▶ **What is needed**
Some lines below hold "capability". Pick them out and copy them.

Stored dataset items:

────────────────────

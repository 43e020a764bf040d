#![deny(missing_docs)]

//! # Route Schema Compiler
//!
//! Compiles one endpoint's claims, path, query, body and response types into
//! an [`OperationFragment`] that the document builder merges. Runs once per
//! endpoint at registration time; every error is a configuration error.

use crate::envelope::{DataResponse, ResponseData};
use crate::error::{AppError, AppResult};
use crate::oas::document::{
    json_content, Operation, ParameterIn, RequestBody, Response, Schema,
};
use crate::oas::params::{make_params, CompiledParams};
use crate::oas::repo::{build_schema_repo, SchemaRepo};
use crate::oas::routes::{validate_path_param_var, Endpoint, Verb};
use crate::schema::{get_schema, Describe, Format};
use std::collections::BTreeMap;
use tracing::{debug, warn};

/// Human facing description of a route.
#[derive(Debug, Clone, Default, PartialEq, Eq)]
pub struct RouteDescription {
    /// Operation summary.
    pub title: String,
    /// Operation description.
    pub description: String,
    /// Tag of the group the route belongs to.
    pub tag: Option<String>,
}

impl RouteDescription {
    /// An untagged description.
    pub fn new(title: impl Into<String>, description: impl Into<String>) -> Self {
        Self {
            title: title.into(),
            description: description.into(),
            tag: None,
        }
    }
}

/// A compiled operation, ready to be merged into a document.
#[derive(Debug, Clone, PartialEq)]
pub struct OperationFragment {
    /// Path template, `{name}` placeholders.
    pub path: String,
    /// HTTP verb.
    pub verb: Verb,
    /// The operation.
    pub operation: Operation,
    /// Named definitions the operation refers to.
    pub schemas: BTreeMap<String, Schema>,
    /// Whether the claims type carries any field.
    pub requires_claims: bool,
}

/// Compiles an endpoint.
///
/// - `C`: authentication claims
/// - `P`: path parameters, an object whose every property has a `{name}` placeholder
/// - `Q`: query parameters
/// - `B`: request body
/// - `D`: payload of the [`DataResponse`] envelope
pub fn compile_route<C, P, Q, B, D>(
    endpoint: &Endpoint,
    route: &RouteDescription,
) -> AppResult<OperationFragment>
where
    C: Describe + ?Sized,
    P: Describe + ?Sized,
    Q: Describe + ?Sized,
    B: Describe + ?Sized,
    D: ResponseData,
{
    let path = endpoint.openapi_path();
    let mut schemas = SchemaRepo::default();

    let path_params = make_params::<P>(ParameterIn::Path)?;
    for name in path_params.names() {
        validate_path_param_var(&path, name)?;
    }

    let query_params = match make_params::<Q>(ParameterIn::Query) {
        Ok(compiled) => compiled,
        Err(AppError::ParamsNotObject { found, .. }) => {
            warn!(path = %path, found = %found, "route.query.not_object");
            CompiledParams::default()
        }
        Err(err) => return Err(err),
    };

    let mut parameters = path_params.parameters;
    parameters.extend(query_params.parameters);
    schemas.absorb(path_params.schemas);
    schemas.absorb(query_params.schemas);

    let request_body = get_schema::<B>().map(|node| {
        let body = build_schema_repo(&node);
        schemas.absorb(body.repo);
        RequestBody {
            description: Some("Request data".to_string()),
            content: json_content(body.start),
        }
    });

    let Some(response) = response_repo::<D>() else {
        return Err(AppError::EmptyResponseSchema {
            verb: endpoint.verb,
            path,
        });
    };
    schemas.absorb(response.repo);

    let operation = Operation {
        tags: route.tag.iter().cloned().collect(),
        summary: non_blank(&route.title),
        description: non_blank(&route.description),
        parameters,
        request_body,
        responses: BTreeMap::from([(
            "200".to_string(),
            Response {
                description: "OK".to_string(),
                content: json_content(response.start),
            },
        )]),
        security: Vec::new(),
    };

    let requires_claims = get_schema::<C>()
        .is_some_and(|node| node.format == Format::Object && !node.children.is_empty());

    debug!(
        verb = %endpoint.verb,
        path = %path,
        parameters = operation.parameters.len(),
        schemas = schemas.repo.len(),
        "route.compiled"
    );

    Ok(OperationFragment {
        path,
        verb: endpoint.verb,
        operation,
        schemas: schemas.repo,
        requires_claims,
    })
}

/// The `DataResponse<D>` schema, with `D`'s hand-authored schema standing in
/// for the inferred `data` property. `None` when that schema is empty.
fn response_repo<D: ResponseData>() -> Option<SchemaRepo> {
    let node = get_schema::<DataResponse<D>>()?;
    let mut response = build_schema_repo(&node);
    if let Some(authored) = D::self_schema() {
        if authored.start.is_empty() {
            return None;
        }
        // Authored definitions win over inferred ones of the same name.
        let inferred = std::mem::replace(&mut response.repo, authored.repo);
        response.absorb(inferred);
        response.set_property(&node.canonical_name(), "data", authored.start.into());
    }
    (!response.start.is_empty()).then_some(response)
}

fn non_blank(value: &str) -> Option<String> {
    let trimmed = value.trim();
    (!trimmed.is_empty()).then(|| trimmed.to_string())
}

────────────────────

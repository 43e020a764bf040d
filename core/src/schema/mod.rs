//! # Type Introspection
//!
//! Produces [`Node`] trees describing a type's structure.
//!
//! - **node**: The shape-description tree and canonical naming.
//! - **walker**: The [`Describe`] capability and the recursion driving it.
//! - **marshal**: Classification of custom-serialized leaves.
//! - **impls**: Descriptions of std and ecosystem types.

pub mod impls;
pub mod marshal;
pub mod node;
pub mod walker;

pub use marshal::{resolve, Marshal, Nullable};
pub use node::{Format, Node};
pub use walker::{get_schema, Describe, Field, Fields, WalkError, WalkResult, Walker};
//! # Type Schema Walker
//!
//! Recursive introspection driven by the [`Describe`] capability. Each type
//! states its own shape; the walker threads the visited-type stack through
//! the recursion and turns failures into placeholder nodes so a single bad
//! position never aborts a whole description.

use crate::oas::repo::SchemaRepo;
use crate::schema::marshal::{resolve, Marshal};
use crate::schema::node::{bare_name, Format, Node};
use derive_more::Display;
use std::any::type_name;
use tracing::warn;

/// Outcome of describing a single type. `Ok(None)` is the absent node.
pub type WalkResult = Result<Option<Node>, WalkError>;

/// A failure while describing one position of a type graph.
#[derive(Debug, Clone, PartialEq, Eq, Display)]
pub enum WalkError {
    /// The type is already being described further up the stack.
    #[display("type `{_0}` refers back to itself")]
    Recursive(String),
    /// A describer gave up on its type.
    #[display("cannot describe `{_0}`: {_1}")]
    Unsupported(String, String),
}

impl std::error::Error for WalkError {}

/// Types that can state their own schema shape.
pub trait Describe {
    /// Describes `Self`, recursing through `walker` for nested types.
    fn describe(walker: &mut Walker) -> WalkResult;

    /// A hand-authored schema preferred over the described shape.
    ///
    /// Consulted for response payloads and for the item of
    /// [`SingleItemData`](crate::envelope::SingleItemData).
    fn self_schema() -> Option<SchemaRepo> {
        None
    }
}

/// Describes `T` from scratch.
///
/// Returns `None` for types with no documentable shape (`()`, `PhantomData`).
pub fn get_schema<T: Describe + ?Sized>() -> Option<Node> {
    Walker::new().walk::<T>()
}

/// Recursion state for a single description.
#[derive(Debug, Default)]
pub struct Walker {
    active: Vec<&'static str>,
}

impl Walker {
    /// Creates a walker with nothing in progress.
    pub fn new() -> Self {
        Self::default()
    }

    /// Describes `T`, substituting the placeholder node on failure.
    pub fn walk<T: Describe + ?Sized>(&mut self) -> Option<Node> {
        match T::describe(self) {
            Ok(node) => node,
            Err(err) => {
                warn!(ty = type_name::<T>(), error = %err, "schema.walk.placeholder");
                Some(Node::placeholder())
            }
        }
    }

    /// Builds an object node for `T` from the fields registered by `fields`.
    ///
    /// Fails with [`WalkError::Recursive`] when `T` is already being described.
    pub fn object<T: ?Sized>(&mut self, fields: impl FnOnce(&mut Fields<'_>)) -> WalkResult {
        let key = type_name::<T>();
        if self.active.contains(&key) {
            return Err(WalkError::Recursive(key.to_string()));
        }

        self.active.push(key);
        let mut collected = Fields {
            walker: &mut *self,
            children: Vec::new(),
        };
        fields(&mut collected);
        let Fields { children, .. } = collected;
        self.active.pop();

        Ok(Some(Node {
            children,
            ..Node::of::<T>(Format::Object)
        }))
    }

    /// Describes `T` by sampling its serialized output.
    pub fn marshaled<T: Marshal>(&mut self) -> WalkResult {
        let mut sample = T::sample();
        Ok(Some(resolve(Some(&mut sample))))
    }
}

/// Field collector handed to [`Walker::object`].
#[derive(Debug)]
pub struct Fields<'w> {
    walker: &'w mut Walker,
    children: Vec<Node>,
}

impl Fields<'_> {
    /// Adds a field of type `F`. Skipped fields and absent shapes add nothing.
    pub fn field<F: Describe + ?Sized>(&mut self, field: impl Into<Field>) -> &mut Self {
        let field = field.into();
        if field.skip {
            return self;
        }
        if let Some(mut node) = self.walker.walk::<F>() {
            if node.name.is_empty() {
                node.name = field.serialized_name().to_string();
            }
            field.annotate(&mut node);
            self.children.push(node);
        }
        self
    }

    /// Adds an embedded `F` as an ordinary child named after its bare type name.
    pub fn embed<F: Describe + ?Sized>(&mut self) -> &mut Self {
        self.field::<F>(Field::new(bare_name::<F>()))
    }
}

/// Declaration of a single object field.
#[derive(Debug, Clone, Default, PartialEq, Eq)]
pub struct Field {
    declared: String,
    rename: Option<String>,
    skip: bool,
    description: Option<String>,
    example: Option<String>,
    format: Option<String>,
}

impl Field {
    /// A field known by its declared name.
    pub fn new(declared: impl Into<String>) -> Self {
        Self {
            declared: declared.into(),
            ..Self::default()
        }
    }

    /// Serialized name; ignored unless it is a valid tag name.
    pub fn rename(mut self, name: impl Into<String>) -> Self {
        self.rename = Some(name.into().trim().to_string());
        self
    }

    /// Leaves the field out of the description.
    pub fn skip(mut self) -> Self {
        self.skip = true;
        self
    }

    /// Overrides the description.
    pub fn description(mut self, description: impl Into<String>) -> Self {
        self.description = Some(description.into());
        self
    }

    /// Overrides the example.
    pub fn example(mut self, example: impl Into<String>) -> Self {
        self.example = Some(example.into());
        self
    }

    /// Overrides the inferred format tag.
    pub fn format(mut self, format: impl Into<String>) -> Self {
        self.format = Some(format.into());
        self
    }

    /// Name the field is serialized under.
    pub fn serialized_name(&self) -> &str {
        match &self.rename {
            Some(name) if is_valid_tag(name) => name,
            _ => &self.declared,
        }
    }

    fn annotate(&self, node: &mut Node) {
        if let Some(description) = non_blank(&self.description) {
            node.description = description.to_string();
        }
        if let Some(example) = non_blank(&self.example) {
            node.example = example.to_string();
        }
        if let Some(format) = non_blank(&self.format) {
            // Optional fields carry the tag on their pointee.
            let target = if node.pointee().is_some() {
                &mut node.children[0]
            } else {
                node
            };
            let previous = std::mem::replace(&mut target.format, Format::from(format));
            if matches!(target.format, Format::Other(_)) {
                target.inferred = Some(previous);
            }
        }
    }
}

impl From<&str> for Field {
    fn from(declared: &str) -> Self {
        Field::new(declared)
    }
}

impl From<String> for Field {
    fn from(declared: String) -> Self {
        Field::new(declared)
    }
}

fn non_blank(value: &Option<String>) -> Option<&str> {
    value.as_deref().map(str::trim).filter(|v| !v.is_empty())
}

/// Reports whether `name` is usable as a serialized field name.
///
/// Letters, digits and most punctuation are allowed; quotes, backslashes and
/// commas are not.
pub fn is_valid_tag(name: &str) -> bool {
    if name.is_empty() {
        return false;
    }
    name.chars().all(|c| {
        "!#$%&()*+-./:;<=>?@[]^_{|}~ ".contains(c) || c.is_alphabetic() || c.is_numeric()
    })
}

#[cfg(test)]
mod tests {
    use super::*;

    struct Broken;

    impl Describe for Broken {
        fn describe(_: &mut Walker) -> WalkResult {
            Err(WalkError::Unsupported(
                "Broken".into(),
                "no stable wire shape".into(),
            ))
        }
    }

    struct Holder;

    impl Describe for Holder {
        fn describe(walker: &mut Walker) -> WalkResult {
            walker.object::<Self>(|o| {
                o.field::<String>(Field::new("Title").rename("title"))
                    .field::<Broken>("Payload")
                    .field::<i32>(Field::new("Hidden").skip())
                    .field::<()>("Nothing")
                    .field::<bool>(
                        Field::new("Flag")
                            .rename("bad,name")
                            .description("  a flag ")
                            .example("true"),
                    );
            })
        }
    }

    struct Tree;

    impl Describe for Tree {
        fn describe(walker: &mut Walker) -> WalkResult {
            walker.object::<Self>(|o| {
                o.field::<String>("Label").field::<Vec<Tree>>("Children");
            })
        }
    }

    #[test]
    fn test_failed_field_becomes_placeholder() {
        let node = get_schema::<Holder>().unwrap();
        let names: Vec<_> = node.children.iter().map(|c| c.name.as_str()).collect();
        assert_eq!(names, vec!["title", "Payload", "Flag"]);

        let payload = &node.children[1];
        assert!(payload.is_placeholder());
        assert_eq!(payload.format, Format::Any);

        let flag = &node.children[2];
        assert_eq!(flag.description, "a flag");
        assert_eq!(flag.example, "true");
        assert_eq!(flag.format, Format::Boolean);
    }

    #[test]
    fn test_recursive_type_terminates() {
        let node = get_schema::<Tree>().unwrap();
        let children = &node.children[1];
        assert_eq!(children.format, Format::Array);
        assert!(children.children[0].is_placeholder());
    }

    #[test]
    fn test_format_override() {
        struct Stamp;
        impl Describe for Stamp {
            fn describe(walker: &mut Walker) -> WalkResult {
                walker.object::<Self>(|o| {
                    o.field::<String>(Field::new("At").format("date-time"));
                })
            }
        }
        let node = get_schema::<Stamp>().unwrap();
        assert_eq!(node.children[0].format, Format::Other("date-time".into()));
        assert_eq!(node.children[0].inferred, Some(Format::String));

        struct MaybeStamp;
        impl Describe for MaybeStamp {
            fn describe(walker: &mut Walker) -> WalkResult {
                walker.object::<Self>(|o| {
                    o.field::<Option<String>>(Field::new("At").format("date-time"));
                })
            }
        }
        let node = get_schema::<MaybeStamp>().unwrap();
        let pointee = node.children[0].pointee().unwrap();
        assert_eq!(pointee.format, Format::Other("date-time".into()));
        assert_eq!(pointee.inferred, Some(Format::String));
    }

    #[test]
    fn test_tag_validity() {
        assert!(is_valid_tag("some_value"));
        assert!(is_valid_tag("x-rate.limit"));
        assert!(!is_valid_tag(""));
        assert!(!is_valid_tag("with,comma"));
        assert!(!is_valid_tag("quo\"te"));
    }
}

────────────────────

▶ **Output of the exercise**
//! - **walker**: The [`Describe`] capability and the recursion driving it.
//! Recursive introspection driven by the [`Describe`] capability. Each type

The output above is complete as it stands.